Boys will be boys

original_Stu-Ungar

“Boys will be boys,” parents say, to excuse skinned knees, black eyes, broken windows, and bad smells.

“Boys will be boys,” school officials say, to explain absences, aggressive behavior, and drug and alcohol use.

“Boys will be boys,” wives say, to quiet doubts about late evenings at work, lipstick smudges, raised voices, and household budgets.

“Boys will be boys,” the courts say, to dismiss drug offenses, sexual assaults, and domestic violence.

And in this boy-loving culture, where boys fill the seats of court stands, elected offices, church leadership positions, and chief executive officers, the boys are excused, the bad behavior overlooked and shrugged off. Because, after all, boys couldn’t possibly help their very nature. They are driven toward aggression, sex, and conquest, and it simply can’t be avoided. In fact, boys who aren’t driven toward those things are aberrant and less valuable.

And thus, the politicians go to war over oil and debt and revenge, and millions are killed, while human atrocities are ignored, rape and famine seen as the natural consequences of male behavior. And the fathers smile at their sons, pat them on the back, tell them “I’m so proud of you.”

And this was the world in which Stu Ungar was raised in. Stu, often called “the Kid” affectionately, lived from 1953 to 1998. Stu’s father, Ido, had a wife and a child when he started his bookie business, paying off all those he needed to to keep the cops and the mafia off his back. Ido soon left his wife for one of his mistresses, Fay, a beautiful socialite who liked a lot of attention. But that’s okay for Ido, because boys will be boys.

Fay had two children, and the oldest, Stuey, had an aptitude early on for cards, realizing that a mix of skill in the game and a capability of reading people lead to victory every time. Using contacts from his father’s business, Stuey played a lot of cards and won a lot of money, shirking school to do so, because boys will be boys.

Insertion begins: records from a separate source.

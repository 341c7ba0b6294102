//! End-to-end archive → extract fidelity tests, plus the failure paths an
//! extractor must survive: occupied targets, unknown record types, and
//! archives that try to climb out of the extraction root.
//!
//! Nothing here assumes a reflink-capable filesystem: on filesystems
//! without the feature both data paths legitimately fall back to
//! `copy_file_range`, and the alignment assertions probe first.

use std::fs::{self, File};
use std::os::unix::fs::{FileTypeExt, MetadataExt, PermissionsExt};
use std::os::unix::io::AsRawFd;
use std::path::{Path, PathBuf};
use std::sync::mpsc;

use nix::sys::stat::{self, Mode, UtimensatFlags};
use nix::sys::time::TimeSpec;

use reftar::create::{create_archive, CreateOptions};
use reftar::extract::{extract_archive, ExtractOptions};
use reftar::header::{EntryHeader, UnixTime};
use reftar::progress::{MessageKind, Progress, ProgressMessage};
use reftar::reflink;

fn capture_progress() -> (Progress, mpsc::Receiver<ProgressMessage>) {
    let (sender, receiver) = mpsc::channel();
    (Progress::new(sender), receiver)
}

fn warnings(receiver: mpsc::Receiver<ProgressMessage>) -> Vec<String> {
    receiver
        .iter()
        .filter(|message| message.kind == MessageKind::Warning)
        .map(|message| message.text)
        .collect()
}

fn set_times(path: &Path, atime: (i64, i64), mtime: (i64, i64), follow: bool) {
    let flag = if follow {
        UtimensatFlags::FollowSymlink
    } else {
        UtimensatFlags::NoFollowSymlink
    };
    stat::utimensat(
        None,
        path,
        &TimeSpec::new(atime.0, atime.1),
        &TimeSpec::new(mtime.0, mtime.1),
        flag,
    )
    .unwrap();
}

/// Where an absolute source path lands below the extraction root.
fn extracted(dest: &Path, source: &Path) -> PathBuf {
    dest.join(source.strip_prefix("/").unwrap())
}

/// Whether FICLONERANGE works on the filesystem holding `dir`.
fn reflink_available(dir: &Path) -> bool {
    let src_path = dir.join("probe_src");
    let dst_path = dir.join("probe_dst");
    fs::write(&src_path, vec![7u8; 8192]).unwrap();
    let src = File::open(&src_path).unwrap();
    let dst = File::create(&dst_path).unwrap();
    reflink::try_clone(src.as_raw_fd(), 0, 0, dst.as_raw_fd(), 0).is_ok()
}

const HELLO_ATIME: (i64, i64) = (1_600_000_000, 111_111_111);
const HELLO_MTIME: (i64, i64) = (1_577_836_800, 123_456_789);
const SUB_MTIME: (i64, i64) = (1_500_000_000, 999_999_999);
const LINK_MTIME: (i64, i64) = (1_400_000_000, 5);

fn build_tree(src: &Path) -> Vec<u8> {
    let hello: Vec<u8> = (0..10 * 1024).map(|i| (i % 251) as u8).collect();

    fs::create_dir(src).unwrap();
    fs::write(src.join("hello.txt"), &hello).unwrap();
    fs::set_permissions(src.join("hello.txt"), fs::Permissions::from_mode(0o644)).unwrap();
    set_times(&src.join("hello.txt"), HELLO_ATIME, HELLO_MTIME, true);

    fs::write(src.join("tiny.txt"), b"!").unwrap();
    fs::write(src.join("empty.txt"), b"").unwrap();

    fs::create_dir(src.join("sub")).unwrap();
    fs::write(src.join("sub/inner.txt"), b"inner contents\n").unwrap();

    std::os::unix::fs::symlink("hello.txt", src.join("link.txt")).unwrap();
    set_times(&src.join("link.txt"), LINK_MTIME, LINK_MTIME, false);

    fs::write(src.join("a"), b"XYZ").unwrap();
    fs::hard_link(src.join("a"), src.join("b")).unwrap();
    fs::hard_link(src.join("a"), src.join("c")).unwrap();

    nix::unistd::mkfifo(&src.join("pipe"), Mode::from_bits_truncate(0o600)).unwrap();

    fs::set_permissions(src.join("sub"), fs::Permissions::from_mode(0o751)).unwrap();
    set_times(&src.join("sub"), SUB_MTIME, SUB_MTIME, true);

    hello
}

#[test]
fn roundtrip_preserves_tree() {
    let tmp = tempfile::tempdir().unwrap();
    let src = tmp.path().join("src");
    let hello = build_tree(&src);

    let tar_path = tmp.path().join("out.tar");
    create_archive(
        &tar_path,
        &[src.clone()],
        &CreateOptions::default(),
        &Progress::disabled(),
    )
    .unwrap();

    let dest = tmp.path().join("dest");
    fs::create_dir(&dest).unwrap();
    let all_clean = extract_archive(
        &dest,
        &File::open(&tar_path).unwrap(),
        &ExtractOptions::default(),
        &Progress::disabled(),
    )
    .unwrap();
    assert!(all_clean);

    let out = extracted(&dest, &src);

    // Metadata first: reading contents would disturb the restored atime.
    let hello_meta = fs::metadata(out.join("hello.txt")).unwrap();
    assert_eq!(hello_meta.permissions().mode() & 0o7777, 0o644);
    assert_eq!(
        (hello_meta.atime(), hello_meta.atime_nsec()),
        HELLO_ATIME,
        "atime at nanosecond precision"
    );
    assert_eq!((hello_meta.mtime(), hello_meta.mtime_nsec()), HELLO_MTIME);

    assert_eq!(fs::read(out.join("hello.txt")).unwrap(), hello);
    assert_eq!(fs::read(out.join("tiny.txt")).unwrap(), b"!");
    assert_eq!(fs::read(out.join("empty.txt")).unwrap(), b"");
    assert_eq!(
        fs::read(out.join("sub/inner.txt")).unwrap(),
        b"inner contents\n"
    );

    // The directory's mtime survives the creation of its children.
    let sub_meta = fs::metadata(out.join("sub")).unwrap();
    assert_eq!(sub_meta.permissions().mode() & 0o7777, 0o751);
    assert_eq!((sub_meta.mtime(), sub_meta.mtime_nsec()), SUB_MTIME);

    let link_meta = fs::symlink_metadata(out.join("link.txt")).unwrap();
    assert!(link_meta.file_type().is_symlink());
    assert_eq!(
        fs::read_link(out.join("link.txt")).unwrap(),
        Path::new("hello.txt")
    );
    assert_eq!((link_meta.mtime(), link_meta.mtime_nsec()), LINK_MTIME);

    // Hardlink structure: one inode, three names.
    let ino_a = fs::metadata(out.join("a")).unwrap().ino();
    assert_eq!(fs::metadata(out.join("b")).unwrap().ino(), ino_a);
    assert_eq!(fs::metadata(out.join("c")).unwrap().ino(), ino_a);
    assert_eq!(fs::read(out.join("c")).unwrap(), b"XYZ");

    assert!(fs::metadata(out.join("pipe"))
        .unwrap()
        .file_type()
        .is_fifo());
}

#[test]
fn hardlinks_are_canonicalized_in_the_archive() {
    let tmp = tempfile::tempdir().unwrap();
    let src = tmp.path().join("src");
    build_tree(&src);

    let tar_path = tmp.path().join("links.tar");
    create_archive(
        &tar_path,
        &[src.join("a"), src.join("b"), src.join("c")],
        &CreateOptions::default(),
        &Progress::disabled(),
    )
    .unwrap();

    let file = File::open(&tar_path).unwrap();
    let mut reader = tar::Archive::new(&file);
    let mut regular = 0;
    let mut links = 0;
    let mut first_name = None;
    for entry in reader.entries().unwrap() {
        let entry = entry.unwrap();
        match entry.header().entry_type() {
            tar::EntryType::Regular => {
                regular += 1;
                first_name = Some(entry.path().unwrap().into_owned());
            }
            tar::EntryType::Link => {
                links += 1;
                let target = entry.link_name().unwrap().unwrap().into_owned();
                assert_eq!(Some(target), first_name.clone());
                assert_eq!(entry.size(), 0);
            }
            other => panic!("unexpected entry type {other:?}"),
        }
    }
    assert_eq!((regular, links), (1, 2));
}

#[test]
fn tiny_files_get_plain_headers() {
    let tmp = tempfile::tempdir().unwrap();
    let src = tmp.path().join("one");
    fs::write(&src, b"x").unwrap();

    let tar_path = tmp.path().join("tiny.tar");
    create_archive(
        &tar_path,
        &[src],
        &CreateOptions::default(),
        &Progress::disabled(),
    )
    .unwrap();

    let file = File::open(&tar_path).unwrap();
    let mut reader = tar::Archive::new(&file);
    let mut entry = reader.entries().unwrap().next().unwrap().unwrap();
    assert_eq!(entry.size(), 1);
    // Padding the header would cost more than the 1-byte body; the
    // archiver must not have attached an alignment record.
    if let Some(extensions) = entry.pax_extensions().unwrap() {
        for extension in extensions {
            assert_ne!(extension.unwrap().key().unwrap(), "comment");
        }
    }
}

#[test]
fn cloned_bodies_start_on_page_boundaries() {
    let tmp = tempfile::tempdir().unwrap();
    if !reflink_available(tmp.path()) {
        eprintln!("skipping: filesystem has no reflink support");
        return;
    }

    let src = tmp.path().join("src");
    let hello = build_tree(&src);

    let tar_path = tmp.path().join("aligned.tar");
    let (progress, receiver) = capture_progress();
    create_archive(
        &tar_path,
        &[src.join("hello.txt")],
        &CreateOptions::default(),
        &progress,
    )
    .unwrap();
    drop(progress);
    let verbose: Vec<String> = receiver.iter().map(|m| m.text).collect();
    assert!(
        verbose.iter().any(|line| line.contains("file (cloned)")),
        "archiver should have cloned: {verbose:?}"
    );

    let file = File::open(&tar_path).unwrap();
    let mut reader = tar::Archive::new(&file);
    let entry = reader.entries().unwrap().next().unwrap().unwrap();
    assert_eq!(entry.raw_file_position() % 4096, 0);

    let dest = tmp.path().join("dest");
    fs::create_dir(&dest).unwrap();
    assert!(extract_archive(
        &dest,
        &File::open(&tar_path).unwrap(),
        &ExtractOptions::default(),
        &Progress::disabled(),
    )
    .unwrap());
    assert_eq!(
        fs::read(extracted(&dest, &src.join("hello.txt"))).unwrap(),
        hello
    );
}

#[test]
fn archive_ends_with_zero_trailer() {
    let tmp = tempfile::tempdir().unwrap();
    let src = tmp.path().join("f");
    fs::write(&src, b"some payload").unwrap();

    let tar_path = tmp.path().join("trailer.tar");
    create_archive(
        &tar_path,
        &[src],
        &CreateOptions::default(),
        &Progress::disabled(),
    )
    .unwrap();

    let bytes = fs::read(&tar_path).unwrap();
    assert_eq!(bytes.len() % 512, 0);
    assert!(bytes.len() >= 1024);
    assert!(bytes[bytes.len() - 1024..].iter().all(|&b| b == 0));
}

fn sample_raw_header(name: &str, kind: tar::EntryType, size: u64) -> EntryHeader {
    EntryHeader {
        name: PathBuf::from(name),
        link_target: None,
        size,
        mode: 0o644,
        uid: 0,
        gid: 0,
        atime: UnixTime::new(1_000_000, 0),
        mtime: UnixTime::new(1_000_000, 0),
        dev_major: 0,
        dev_minor: 0,
        kind,
    }
}

fn write_raw_archive(path: &Path, entries: &[(EntryHeader, &[u8])]) {
    let mut out = Vec::new();
    for (header, body) in entries {
        out.extend(header.render().unwrap());
        out.extend_from_slice(body);
        out.resize(out.len().next_multiple_of(512), 0);
    }
    out.extend_from_slice(&[0u8; 1024]);
    fs::write(path, out).unwrap();
}

#[test]
fn malicious_names_cannot_escape_the_extraction_root() {
    let tmp = tempfile::tempdir().unwrap();
    let inner = tmp.path().join("inner");
    fs::create_dir(&inner).unwrap();

    let tar_path = tmp.path().join("evil.tar");
    write_raw_archive(
        &tar_path,
        &[
            (
                sample_raw_header("../evil.txt", tar::EntryType::Regular, 6),
                b"gotcha".as_slice(),
            ),
            (
                sample_raw_header("/abs/evil2.txt", tar::EntryType::Regular, 7),
                b"gotcha2".as_slice(),
            ),
        ],
    );

    let all_clean = extract_archive(
        &inner,
        &File::open(&tar_path).unwrap(),
        &ExtractOptions::default(),
        &Progress::disabled(),
    )
    .unwrap();
    assert!(all_clean);

    // ".." clamps at the root; absolute names become root-relative.
    assert_eq!(fs::read(inner.join("evil.txt")).unwrap(), b"gotcha");
    assert!(!tmp.path().join("evil.txt").exists());
    assert_eq!(fs::read(inner.join("abs/evil2.txt")).unwrap(), b"gotcha2");
    assert!(!Path::new("/abs").exists());
}

#[test]
fn occupied_targets_are_skipped_with_a_warning() {
    let tmp = tempfile::tempdir().unwrap();
    let src = tmp.path().join("f");
    fs::write(&src, b"payload").unwrap();

    let tar_path = tmp.path().join("twice.tar");
    create_archive(
        &tar_path,
        &[src],
        &CreateOptions::default(),
        &Progress::disabled(),
    )
    .unwrap();

    let dest = tmp.path().join("dest");
    fs::create_dir(&dest).unwrap();
    assert!(extract_archive(
        &dest,
        &File::open(&tar_path).unwrap(),
        &ExtractOptions::default(),
        &Progress::disabled(),
    )
    .unwrap());

    // Second pass: every target exists already.
    let (progress, receiver) = capture_progress();
    let all_clean = extract_archive(
        &dest,
        &File::open(&tar_path).unwrap(),
        &ExtractOptions::default(),
        &progress,
    )
    .unwrap();
    drop(progress);
    assert!(!all_clean);
    let warned = warnings(receiver);
    assert!(
        warned.iter().any(|w| w.contains("target already exists")),
        "{warned:?}"
    );

    // Freakout mode turns the same condition fatal.
    let err = extract_archive(
        &dest,
        &File::open(&tar_path).unwrap(),
        &ExtractOptions {
            freakout: true,
            ..Default::default()
        },
        &Progress::disabled(),
    )
    .unwrap_err();
    assert!(err
        .downcast_ref::<reftar::extract::TargetAlreadyExists>()
        .is_some());
}

#[test]
fn unknown_record_types_are_skipped_with_a_warning() {
    let tmp = tempfile::tempdir().unwrap();
    let tar_path = tmp.path().join("odd.tar");
    write_raw_archive(
        &tar_path,
        &[
            (
                sample_raw_header("sparse.bin", tar::EntryType::GNUSparse, 0),
                b"".as_slice(),
            ),
            (
                sample_raw_header("normal.txt", tar::EntryType::Regular, 2),
                b"ok".as_slice(),
            ),
        ],
    );

    let dest = tmp.path().join("dest");
    fs::create_dir(&dest).unwrap();
    let (progress, receiver) = capture_progress();
    let all_clean = extract_archive(
        &dest,
        &File::open(&tar_path).unwrap(),
        &ExtractOptions::default(),
        &progress,
    )
    .unwrap();
    drop(progress);

    assert!(!all_clean);
    let warned = warnings(receiver);
    assert!(
        warned.iter().any(|w| w.contains("unhandled record type 'S'")),
        "{warned:?}"
    );
    // The loop carried on past the oddity.
    assert_eq!(fs::read(dest.join("normal.txt")).unwrap(), b"ok");
}

#[test]
fn directory_loops_are_visited_once() {
    let tmp = tempfile::tempdir().unwrap();
    let src = tmp.path().join("src");
    fs::create_dir(&src).unwrap();
    fs::write(src.join("file.txt"), b"data").unwrap();
    // With --follow-symlinks a self-referential symlink walks back into
    // the same directory inode.
    std::os::unix::fs::symlink(".", src.join("loop")).unwrap();

    let tar_path = tmp.path().join("loop.tar");
    let (progress, receiver) = capture_progress();
    create_archive(
        &tar_path,
        &[src],
        &CreateOptions {
            follow_symlinks: true,
            ..Default::default()
        },
        &progress,
    )
    .unwrap();
    drop(progress);

    let warned = warnings(receiver);
    assert!(
        warned
            .iter()
            .any(|w| w.contains("Skipping directory (already visited)")),
        "{warned:?}"
    );
}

After Ido died, Fay sunk into drugs and depression, and Stuey found a new mentor in Victor Romano, a made mafia man, one who had memorized the entire dictionary during his lengthy prison sentence. Romano got Stuey involved in mafia-led card games of Pinochle, Poker, and Gin Rummy, giving him protection and women and money for as long as he kept winning for them, because boys will be boys.

And as Stuey watched men around him die and disappear in mafia hits, he racked up debts, more than he could pay off, so he ran to Las Vegas to try and make more money. Without a drivers license or a Social Security card, and having never worked for a wage, Stuey drifted from game to game, winning vast sums then losing every dollar within hours, over and over and over, for years, because boys will be boys.

And then Stuey started cheating on his wife, leaving her home with his daughter and stepson and using drugs, disappearing for weeks at a time. But he was great at poker and began winning world championships, and he was celebrated, lauded, and honored, because boys will be boys.

And when Stuey’s stepson committed suicide by hanging himself at a construction site, Stuey grieved by gambling and snorting cocaine, until his nasal cavity finally collapsed in on itself, because boys will be boys.

And when Stuey was found dead at 45, in a hotel room, from a drug overdose, everyone shrugged at the sadness, because boys will be boys.